Les trois faces du miroir

Publié par Michel Zordan

- La démocratie est un personnage imaginaire à deux jambes. En France, révolution oblige, on les a baptisés, la gauche et la droite. Les élections sont là pour en renvoyer une au repos, pour lui permettre de se recharger, pendant que l’autre accède aux responsabilités. Se recharger ne veut pas dire rien faire. L’opposition à un boulot très important qui consiste à critiquer le gouvernement en place, à le maintenir sous pression pour éviter qu’il ne légifère trop en faveur de son camp. Attention, critiquer ne veut pas dire, être obligatoirement contre. Pas à pas, cahin-caha, la démocratie avance, lentement, parfois par à-coups, mais elle avance sûrement, en prenant son temps. Prendre son temps est très important pour une démocratie. Chaque camp doit se satisfaire à son tour, un coup pour l’un, un coup pour l’autre. Le problème surgit lorsque la jambe au pouvoir s’use trop vite, s’affaiblit, ou qu’elle ne remplit plus sa tâche, ou que les mesures prises se trouvent trop excentrées, ou qu’elle reste trop longtemps au pouvoir. Cela veut dire que l’autre jambe, celle au repos, dans l’opposition met trop longtemps à se requinquer, ou parce qu’elle ne fait pas son travail d’opposition, ou pour de multiples autres raisons. Alors les tensions se cristallisent, s’exacerbent. Chacun se recroqueville sur ses positions, et nous voyons apparaître le spectre de l’extrémisme, avec ses solutions radicales. Le terrorisme se nourrit des faiblesses de la démocratie. Et c’est ce moment que choisissent nos ennemis, pour nous attaquer, pour tenter de nous déstabiliser plus encore, et nos services sont là, dans l’ombre pour servir la nation et parer aux attaques de nos ennemis. Je ne dis pas ça comme un simple avertissement, mais plutôt comme une menace, nous serons sans pitié pour nos ennemis. Je précise à leur intention que nos méthodes ne sont pas toujours des plus conventionnelles. Notre but étant de leur barrer le chemin, par tous les moyens.

 

Des applaudissements retentissent, je ne m’attendais pas à ça.

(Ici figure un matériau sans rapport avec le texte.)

//! Data-source collaborator: page descriptors and texture loading.
//!
//! The page list arrives as ordered `{id, url}` descriptors. Every image must
//! be resolved to a texture, in descriptor order, before the first layout.

#[cfg(test)]
#[path = "source_test.rs"]
mod source_test;

use std::future::Future;

use futures::future::try_join_all;
use serde::{Deserialize, Serialize};

use crate::error::ErrorCode;
use crate::scene::TextureHandle;
use crate::viewport::Size;

/// Error returned while loading the page set.
#[derive(Debug, thiserror::Error)]
pub enum LoadError {
    /// The descriptor list is not valid JSON of the expected shape.
    #[error("invalid page descriptors: {0}")]
    Descriptors(#[from] serde_json::Error),
    /// A page image could not be fetched or decoded.
    #[error("failed to load page {id} from {url}: {reason}")]
    Texture { id: u64, url: String, reason: String },
}

impl ErrorCode for LoadError {
    fn error_code(&self) -> &'static str {
        match self {
            Self::Descriptors(_) => "E_PAGE_DESCRIPTORS",
            Self::Texture { .. } => "E_PAGE_TEXTURE",
        }
    }

    fn retryable(&self) -> bool {
        matches!(self, Self::Texture { .. })
    }
}

/// One page as supplied by the data source.
#[derive(Debug, Clone, PartialEq, Eq, Serialize, Deserialize)]
pub struct PageDescriptor {
    pub id: u64,
    pub url: String,
}

/// A texture resolved by a [`TextureLoader`].
#[derive(Debug, Clone, Copy, PartialEq)]
pub struct LoadedTexture {
    pub texture: TextureHandle,
    /// Natural size of the source image.
    pub size: Size,
}

/// A descriptor together with its resolved texture, ready for layout.
#[derive(Debug, Clone, Copy, PartialEq)]
pub struct LoadedPage {
    pub descriptor_id: u64,
    pub texture: TextureHandle,
    pub size: Size,
}

/// Resolves an image URL into a texture.
pub trait TextureLoader {
    /// Load one image. The error string is wrapped into [`LoadError::Texture`].
    fn load(&self, url: &str) -> impl Future<Output = Result<LoadedTexture, String>>;
}

/// Parse a JSON array of page descriptors.
///
/// # Errors
///
/// Returns [`LoadError::Descriptors`] when the JSON does not match.
pub fn parse_descriptors(json: &str) -> Result<Vec<PageDescriptor>, LoadError> {
    Ok(serde_json::from_str(json)?)
}

/// Load every descriptor's texture concurrently, keeping descriptor order.
///
/// # Errors
///
/// Fails with the first [`LoadError::Texture`]; no partial page set is returned.
pub async fn load_textures<L: TextureLoader>(
    loader: &L,
    descriptors: &[PageDescriptor],
) -> Result<Vec<LoadedPage>, LoadError> {
    try_join_all(descriptors.iter().map(|d| async move {
        let loaded = loader.load(&d.url).await.map_err(|reason| LoadError::Texture {
            id: d.id,
            url: d.url.clone(),
            reason,
        })?;
        Ok::<_, LoadError>(LoadedPage { descriptor_id: d.id, texture: loaded.texture, size: loaded.size })
    }))
    .await
}
#![allow(clippy::float_cmp)]

use super::*;

const PAGE_HEIGHT: f64 = 1000.0;
const ELEMENT: Size = Size { width: 250.0, height: 50.0 };

fn controller() -> DragController {
    DragController::new(DragConfig::default())
}

fn dragging_from(pointer: Point, position: Point) -> DragController {
    let mut drag = controller();
    drag.begin(pointer, position);
    drag
}

// =============================================================
// State transitions
// =============================================================

#[test]
fn new_controller_is_idle_with_zero_offset() {
    let drag = controller();
    assert_eq!(drag.state(), DragState::Idle);
    assert!(!drag.is_dragging());
    assert_eq!(drag.offset(), Point::default());
}

#[test]
fn begin_records_grab_offset() {
    let drag = dragging_from(Point::new(130.0, 220.0), Point::new(100.0, 200.0));
    assert!(drag.is_dragging());
    assert_eq!(drag.offset(), Point::new(30.0, 20.0));
}

#[test]
fn end_returns_to_idle_and_resets_offset() {
    let mut drag = dragging_from(Point::new(130.0, 220.0), Point::new(100.0, 200.0));
    drag.end();
    assert_eq!(drag.state(), DragState::Idle);
    assert_eq!(drag.offset(), Point::default());
}

#[test]
fn update_while_idle_does_nothing() {
    let drag = controller();
    assert_eq!(drag.update(Point::new(10.0, 10.0), Point::new(0.0, 50.0), ELEMENT, PAGE_HEIGHT), None);
}

// =============================================================
// Movement and containment
// =============================================================

#[test]
fn move_inside_page_follows_pointer_on_both_axes() {
    let drag = dragging_from(Point::new(130.0, 220.0), Point::new(100.0, 200.0));
    let next = drag.update(Point::new(180.0, 320.0), Point::new(100.0, 200.0), ELEMENT, PAGE_HEIGHT);
    assert_eq!(next, Some(Point::new(150.0, 300.0)));
}

#[test]
fn horizontal_axis_is_not_clamped() {
    let drag = dragging_from(Point::new(130.0, 220.0), Point::new(100.0, 200.0));
    let next = drag.update(Point::new(-5000.0, 320.0), Point::new(100.0, 200.0), ELEMENT, PAGE_HEIGHT);
    assert_eq!(next, Some(Point::new(-5030.0, 300.0)));
}

#[test]
fn candidate_past_bottom_nudges_up_from_current() {
    let current = Point::new(100.0, 940.0);
    let drag = dragging_from(Point::new(110.0, 950.0), current);
    // Candidate y = 990 - 10 = 980 >= 1000 - 50.
    let next = drag.update(Point::new(400.0, 990.0), current, ELEMENT, PAGE_HEIGHT);
    assert_eq!(next, Some(Point::new(100.0, 935.0)));
}

#[test]
fn candidate_exactly_at_bottom_limit_is_clamped() {
    let current = Point::new(0.0, 900.0);
    let drag = dragging_from(Point::new(0.0, 900.0), current);
    let next = drag.update(Point::new(0.0, 950.0), current, ELEMENT, PAGE_HEIGHT);
    assert_eq!(next, Some(Point::new(0.0, 895.0)));
}

#[test]
fn candidate_above_top_nudges_down_from_current() {
    let current = Point::new(60.0, 12.0);
    let drag = dragging_from(Point::new(70.0, 20.0), current);
    let next = drag.update(Point::new(300.0, -40.0), current, ELEMENT, PAGE_HEIGHT);
    assert_eq!(next, Some(Point::new(60.0, 17.0)));
}

#[test]
fn candidate_exactly_zero_is_clamped() {
    let current = Point::new(0.0, 3.0);
    let drag = dragging_from(Point::new(0.0, 3.0), current);
    let next = drag.update(Point::new(0.0, 0.0), current, ELEMENT, PAGE_HEIGHT);
    assert_eq!(next, Some(Point::new(0.0, 8.0)));
}

#[test]
fn containment_property_over_candidates() {
    let current = Point::new(10.0, 500.0);
    let drag = dragging_from(current, current);
    for y in [-300.0, 0.0, 1.0, 499.0, 949.0, 950.0, 2000.0] {
        let next = drag.update(Point::new(10.0, y), current, ELEMENT, PAGE_HEIGHT);
        let expected_y = if y >= PAGE_HEIGHT - ELEMENT.height {
            current.y - 5.0
        } else if y <= 0.0 {
            current.y + 5.0
        } else {
            y
        };
        assert_eq!(next.map(|p| p.y), Some(expected_y), "candidate y {y}");
    }
}

#[test]
fn custom_nudge_is_used() {
    let mut drag = DragController::new(DragConfig { nudge: 12.0 });
    let current = Point::new(0.0, 940.0);
    drag.begin(current, current);
    let next = drag.update(Point::new(0.0, 999.0), current, ELEMENT, PAGE_HEIGHT);
    assert_eq!(next, Some(Point::new(0.0, 928.0)));
}
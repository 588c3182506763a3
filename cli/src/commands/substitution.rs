use anyhow::Result;
use std::collections::HashMap;
use std::process;
use tabled::{Table, Tabled, settings::Style};

use larder_core::db::Database;
use larder_core::models::MatchType;
use larder_core::store::PantryStore;

use super::helpers::{json_error, print_json, resolve_node};

pub(crate) fn cmd_sub_add(
    db: &Database,
    required: &str,
    substitute: &str,
    match_type: &str,
    json: bool,
) -> Result<()> {
    let match_type = MatchType::parse(match_type)?;
    let required = resolve_node(db, required)?;
    let substitute = resolve_node(db, substitute)?;
    let edge = db.add_substitution(required.id, substitute.id, match_type)?;
    if json {
        print_json(&edge)?;
    } else {
        println!(
            "{} can stand in for {} ({match_type}, weight {})",
            substitute.name,
            required.name,
            match_type.weight()
        );
    }
    Ok(())
}

pub(crate) fn cmd_sub_list(db: &Database, required: Option<&str>, json: bool) -> Result<()> {
    #[derive(Tabled)]
    struct SubRow {
        #[tabled(rename = "Required")]
        required: String,
        #[tabled(rename = "Substitute")]
        substitute: String,
        #[tabled(rename = "Match")]
        match_type: String,
        #[tabled(rename = "Weight")]
        weight: String,
    }

    let required_id = required
        .map(|r| resolve_node(db, r).map(|n| n.id))
        .transpose()?;
    let edges = db.list_substitutions(required_id)?;
    if json {
        return print_json(&edges);
    }
    if edges.is_empty() {
        eprintln!("No substitutions defined");
        return Ok(());
    }

    let mut ids: Vec<i64> = edges
        .iter()
        .flat_map(|e| [e.required_id, e.substitute_id])
        .collect();
    ids.sort_unstable();
    ids.dedup();
    let names: HashMap<i64, String> = db
        .fetch_taxonomy_nodes(&ids)?
        .into_iter()
        .map(|n| (n.id, n.name))
        .collect();
    let name_of = |id: i64| names.get(&id).cloned().unwrap_or_else(|| id.to_string());

    let rows: Vec<SubRow> = edges
        .iter()
        .map(|e| SubRow {
            required: name_of(e.required_id),
            substitute: name_of(e.substitute_id),
            match_type: e.match_type.to_string(),
            weight: format!("{:.2}", e.match_type.weight()),
        })
        .collect();
    println!("{}", Table::new(&rows).with(Style::rounded()));
    Ok(())
}

pub(crate) fn cmd_sub_remove(
    db: &Database,
    required: &str,
    substitute: &str,
    json: bool,
) -> Result<()> {
    let required = resolve_node(db, required)?;
    let substitute = resolve_node(db, substitute)?;
    if db.remove_substitution(required.id, substitute.id)? {
        if json {
            println!(
                "{}",
                serde_json::json!({
                    "removed": {
                        "required_id": required.id,
                        "substitute_id": substitute.id,
                    }
                })
            );
        } else {
            println!("Removed substitution {} -> {}", substitute.name, required.name);
        }
    } else {
        let msg = format!(
            "No substitution of {} for {}",
            substitute.name, required.name
        );
        if json {
            println!("{}", json_error(&msg));
        } else {
            eprintln!("{msg}");
        }
        process::exit(2);
    }
    Ok(())
}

J’ai très largement dépassé le cadre de mes attributions, et je sais que mon discours ne va pas plaire au Premier ministre et à bien d’autres. Mais pour le moment, mon problème est d’amener nos adversaires à la faute. Je sais qu’ils m’écoutent, peut-être même sont-ils parmi les spectateurs. Le lieutenant Audebert joue parfaitement son rôle, elle paraît s’intéresser à l’émission, mais je sais qu’elle ne perd pas vu l’auditoire.

 

L’émission se termine, sans que rien de très particulier ne se passe.

 

Les documents scannés dans l’enveloppe n’ont encore rien révélé de leurs secrets. Pourtant nous sommes certains qu’ils en cachent. Jeudi matin, nous avons un appel d’un commissariat de Saint-Ouen. Abdoulaye Bakary, notre Malien fugueur a été repéré hier en début de soirée, dans un squat Boulevard Biron. Il a été contrôlé et a exhibé le courrier que je lui ai remis. Nous n’avons été avisés que ce matin. Je donne pour ordre de l’arrêter, mais très discrètement. Trop tard, lorsque les policiers le retrouvent dans son nouveau squat, crâne fracassé. Il a cessé de vivre.